Lines with "path" in them are to be located in the listing below and copied.

*** Given entries Section Begins ***

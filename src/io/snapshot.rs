//! JSON snapshots of ledger store contents
//!
//! The CLI has no remote store to talk to; it seeds an
//! [`InMemoryLedgerStore`] from a snapshot file and writes the result back.

use crate::core::InMemoryLedgerStore;
use crate::types::{LoyaltyError, Member, Transaction};
use serde::{Deserialize, Serialize};
use std::fs;
use std::path::Path;

/// Serialized store contents
#[derive(Debug, Clone, Default, PartialEq, Serialize, Deserialize)]
#[serde(rename_all = "camelCase")]
pub struct Snapshot {
    #[serde(default)]
    pub members: Vec<Member>,
    #[serde(default)]
    pub transactions: Vec<Transaction>,
}

impl Snapshot {
    pub fn load(path: &Path) -> Result<Self, LoyaltyError> {
        let text = fs::read_to_string(path).map_err(|e| {
            LoyaltyError::invalid_input(format!("Failed to read snapshot '{}': {}", path.display(), e))
        })?;
        serde_json::from_str(&text).map_err(|e| {
            LoyaltyError::invalid_input(format!("Invalid snapshot '{}': {}", path.display(), e))
        })
    }

    pub fn save(&self, path: &Path) -> Result<(), LoyaltyError> {
        let text = serde_json::to_string_pretty(self)
            .map_err(|e| LoyaltyError::internal(format!("Failed to encode snapshot: {}", e)))?;
        fs::write(path, text)?;
        Ok(())
    }

    pub fn from_store(store: &InMemoryLedgerStore) -> Self {
        Self {
            members: store.all_members(),
            transactions: store.all_transactions(),
        }
    }

    pub fn into_store(self) -> InMemoryLedgerStore {
        InMemoryLedgerStore::seeded(self.members, self.transactions)
    }
}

*** Given entries Section Ends ***

» Response box
use std::path::Path;
    pub fn load(path: &Path) -> Result<Self, LoyaltyError> {
        let text = fs::read_to_string(path).map_err(|e| {
            LoyaltyError::invalid_input(format!("Failed to read snapshot '{}': {}", path.display(), e))
            LoyaltyError::invalid_input(format!("Invalid snapshot '{}': {}", path.display(), e))
    pub fn save(&self, path: &Path) -> Result<(), LoyaltyError> {
        fs::write(path, text)?;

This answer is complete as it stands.